**Exercise aim**:
Copy every line of the listing that holds the string "showReferenceNumberField".
(Extracted records begins)
//! Plugin configuration.
//!
//! Configuration is loaded once at startup, validated, and then passed by reference into the
//! services that need it. Nothing in this crate reads configuration from ambient state after
//! that point.
//!
//! Recognised keys (YAML or JSON):
//! - `orderTypes`: order types listed in the basket, each with its orderable concept sets
//! - `quantityUnits`: `{conceptUuid, map}` where `map` is `answers` or `setMembers`
//! - `showReferenceNumberField`: whether the order form offers a reference number input
//!
//! Every key is optional and falls back to the defaults in [`crate::constants`]. Unknown keys and
//! unknown `map` values are rejected.

use crate::constants::{
    DEFAULT_ORDERABLE_CONCEPT_SET, DEFAULT_ORDER_TYPE_UUID, DEFAULT_QUANTITY_UNITS_CONCEPT_UUID,
};
use crate::{OrderError, OrderResult};
use serde::{Deserialize, Serialize};
use std::collections::HashSet;
use std::path::Path;
use supply_types::ResourceUuid;

/// Which child list of the quantity-units concept holds the selectable units.
#[derive(Clone, Copy, Debug, PartialEq, Eq, Serialize, Deserialize)]
#[serde(rename_all = "camelCase")]
pub enum ConceptMap {
    /// Use the concept's coded answers.
    Answers,
    /// Use the concept's set members.
    SetMembers,
}

/// One order type shown in the order basket.
#[derive(Clone, Debug, PartialEq, Eq, Serialize, Deserialize)]
#[serde(rename_all = "camelCase", deny_unknown_fields)]
pub struct OrderTypeConfig {
    pub order_type_uuid: ResourceUuid,

    #[serde(default)]
    pub orderable_concept_sets: Vec<ResourceUuid>,
}

/// Source of the quantity units offered on the order form.
#[derive(Clone, Debug, PartialEq, Eq, Serialize, Deserialize)]
#[serde(rename_all = "camelCase", deny_unknown_fields)]
pub struct QuantityUnitsConfig {
    #[serde(default = "default_quantity_units_concept")]
    pub concept_uuid: ResourceUuid,

    #[serde(default = "default_concept_map")]
    pub map: ConceptMap,
}

impl Default for QuantityUnitsConfig {
    fn default() -> Self {
        Self {
            concept_uuid: default_quantity_units_concept(),
            map: default_concept_map(),
        }
    }
}

/// Plugin configuration resolved at startup.
#[derive(Clone, Debug, PartialEq, Eq, Serialize, Deserialize)]
#[serde(rename_all = "camelCase", deny_unknown_fields)]
pub struct SupplyConfig {
    #[serde(default = "default_order_types")]
    order_types: Vec<OrderTypeConfig>,

    #[serde(default)]
    quantity_units: QuantityUnitsConfig,

    #[serde(default)]
    show_reference_number_field: bool,
}

impl Default for SupplyConfig {
    fn default() -> Self {
        Self {
            order_types: default_order_types(),
            quantity_units: QuantityUnitsConfig::default(),
            show_reference_number_field: false,
        }
    }
}

impl SupplyConfig {
    /// Create a validated configuration from its parts.
    pub fn new(
        order_types: Vec<OrderTypeConfig>,
        quantity_units: QuantityUnitsConfig,
        show_reference_number_field: bool,
    ) -> OrderResult<Self> {
        let cfg = Self {
            order_types,
            quantity_units,
            show_reference_number_field,
        };
        cfg.validate()?;
        Ok(cfg)
    }

    /// Parse and validate a YAML configuration document.
    pub fn from_yaml_str(yaml_text: &str) -> OrderResult<Self> {
        let cfg: Self = serde_yaml::from_str(yaml_text).map_err(OrderError::ConfigYaml)?;
        cfg.validate()?;
        Ok(cfg)
    }

    /// Parse and validate a JSON configuration document.
    pub fn from_json_str(json_text: &str) -> OrderResult<Self> {
        let cfg: Self = serde_json::from_str(json_text).map_err(OrderError::ConfigJson)?;
        cfg.validate()?;
        Ok(cfg)
    }

    /// Load a configuration file. Files ending in `.json` are parsed as JSON, anything else as
    /// YAML.
    pub fn load(path: &Path) -> OrderResult<Self> {
        let text = std::fs::read_to_string(path).map_err(OrderError::ConfigRead)?;
        let is_json = path
            .extension()
            .and_then(|ext| ext.to_str())
            .is_some_and(|ext| ext.eq_ignore_ascii_case("json"));

        let cfg = if is_json {
            Self::from_json_str(&text)?
        } else {
            Self::from_yaml_str(&text)?
        };

        tracing::debug!(
            "loaded configuration from {} ({} order types)",
            path.display(),
            cfg.order_types.len()
        );
        Ok(cfg)
    }

    /// Check the cross-field rules that serde cannot express.
    ///
    /// # Errors
    ///
    /// Returns [`OrderError::InvalidConfig`] if no order type is configured or an order type is
    /// listed more than once.
    pub fn validate(&self) -> OrderResult<()> {
        if self.order_types.is_empty() {
            return Err(OrderError::InvalidConfig(
                "orderTypes must list at least one order type".into(),
            ));
        }

        let mut seen = HashSet::new();
        for order_type in &self.order_types {
            if !seen.insert(order_type.order_type_uuid.as_str()) {
                return Err(OrderError::InvalidConfig(format!(
                    "order type {} is listed more than once",
                    order_type.order_type_uuid
                )));
            }
        }

        Ok(())
    }

    pub fn order_types(&self) -> &[OrderTypeConfig] {
        &self.order_types
    }

    pub fn quantity_units(&self) -> &QuantityUnitsConfig {
        &self.quantity_units
    }

    pub fn show_reference_number_field(&self) -> bool {
        self.show_reference_number_field
    }

    /// Find the configured order type with the given identifier.
    pub fn order_type(&self, order_type_uuid: &str) -> Option<&OrderTypeConfig> {
        self.order_types
            .iter()
            .find(|t| t.order_type_uuid.as_str() == order_type_uuid)
    }
}

fn default_order_types() -> Vec<OrderTypeConfig> {
    vec![OrderTypeConfig {
        order_type_uuid: builtin_uuid(DEFAULT_ORDER_TYPE_UUID),
        orderable_concept_sets: vec![builtin_uuid(DEFAULT_ORDERABLE_CONCEPT_SET)],
    }]
}

fn default_quantity_units_concept() -> ResourceUuid {
    builtin_uuid(DEFAULT_QUANTITY_UNITS_CONCEPT_UUID)
}

fn default_concept_map() -> ConceptMap {
    ConceptMap::SetMembers
}

fn builtin_uuid(value: &'static str) -> ResourceUuid {
    ResourceUuid::from_static(value)
}

#[cfg(test)]
mod tests {
    use super::*;

    #[test]
    fn defaults_are_valid() {
        let cfg = SupplyConfig::default();
        cfg.validate().expect("defaults validate");
        assert_eq!(cfg.order_types().len(), 1);
        assert_eq!(
            cfg.order_types()[0].order_type_uuid.as_str(),
            DEFAULT_ORDER_TYPE_UUID
        );
        assert_eq!(
            cfg.quantity_units().concept_uuid.as_str(),
            DEFAULT_QUANTITY_UNITS_CONCEPT_UUID
        );
        assert_eq!(cfg.quantity_units().map, ConceptMap::SetMembers);
        assert!(!cfg.show_reference_number_field());
    }

    #[test]
    fn empty_document_yields_defaults() {
        let cfg = SupplyConfig::from_yaml_str("{}").expect("parse");
        assert_eq!(cfg, SupplyConfig::default());
    }

    #[test]
    fn parses_full_yaml() {
        let input = r#"
orderTypes:
  - orderTypeUuid: t1
    orderableConceptSets: [s1, s2]
  - orderTypeUuid: t2
quantityUnits:
  conceptUuid: units
  map: answers
showReferenceNumberField: true
"#;
        let cfg = SupplyConfig::from_yaml_str(input).expect("parse");
        assert_eq!(cfg.order_types().len(), 2);
        assert_eq!(cfg.order_type("t1").map(|t| t.orderable_concept_sets.len()), Some(2));
        assert!(cfg.order_type("t2").is_some_and(|t| t.orderable_concept_sets.is_empty()));
        assert!(cfg.order_type("t3").is_none());
        assert_eq!(cfg.quantity_units().map, ConceptMap::Answers);
        assert!(cfg.show_reference_number_field());
    }

    #[test]
    fn partial_quantity_units_keeps_field_defaults() {
        let cfg = SupplyConfig::from_json_str(r#"{"quantityUnits": {"map": "answers"}}"#)
            .expect("parse");
        assert_eq!(
            cfg.quantity_units().concept_uuid.as_str(),
            DEFAULT_QUANTITY_UNITS_CONCEPT_UUID
        );
        assert_eq!(cfg.quantity_units().map, ConceptMap::Answers);
    }

    #[test]
    fn rejects_unknown_map_value() {
        let err = SupplyConfig::from_yaml_str("quantityUnits:\n  map: conceptClass\n")
            .expect_err("unknown map must be rejected");
        match err {
            OrderError::ConfigYaml(e) => assert!(e.to_string().contains("unknown variant")),
            other => panic!("expected ConfigYaml error, got {other:?}"),
        }
    }

    #[test]
    fn rejects_empty_concept_uuid() {
        let err = SupplyConfig::from_json_str(r#"{"quantityUnits": {"conceptUuid": ""}}"#)
            .expect_err("empty concept uuid must be rejected");
        assert!(matches!(err, OrderError::ConfigJson(_)));
    }

    #[test]
    fn rejects_unknown_keys() {
        let err = SupplyConfig::from_yaml_str("orderTypez: []\n").expect_err("typo must fail");
        assert!(matches!(err, OrderError::ConfigYaml(_)));
    }

    #[test]
    fn rejects_empty_and_duplicate_order_types() {
        let err = SupplyConfig::from_yaml_str("orderTypes: []\n").expect_err("empty list");
        assert!(matches!(err, OrderError::InvalidConfig(_)));

        let err = SupplyConfig::from_yaml_str(
            "orderTypes:\n  - orderTypeUuid: t1\n  - orderTypeUuid: t1\n",
        )
        .expect_err("duplicate order type");
        match err {
            OrderError::InvalidConfig(msg) => assert!(msg.contains("t1")),
            other => panic!("expected InvalidConfig error, got {other:?}"),
        }
    }

    #[test]
    fn load_dispatches_on_extension() {
        let dir = tempfile::tempdir().expect("tempdir");

        let json_path = dir.path().join("config.json");
        std::fs::write(&json_path, r#"{"showReferenceNumberField": true}"#).expect("write");
        assert!(SupplyConfig::load(&json_path)
            .expect("load json")
            .show_reference_number_field());

        let yaml_path = dir.path().join("config.yaml");
        std::fs::write(&yaml_path, "showReferenceNumberField: false\n").expect("write");
        assert!(!SupplyConfig::load(&yaml_path)
            .expect("load yaml")
            .show_reference_number_field());

        let missing = SupplyConfig::load(&dir.path().join("missing.yaml"));
        assert!(matches!(missing, Err(OrderError::ConfigRead(_))));
    }
}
(Extracted records ends)
**Output**:
//! - `showReferenceNumberField`: whether the order form offers a reference number input
showReferenceNumberField: true
        std::fs::write(&json_path, r#"{"showReferenceNumberField": true}"#).expect("write");
        std::fs::write(&yaml_path, "showReferenceNumberField: false\n").expect("write");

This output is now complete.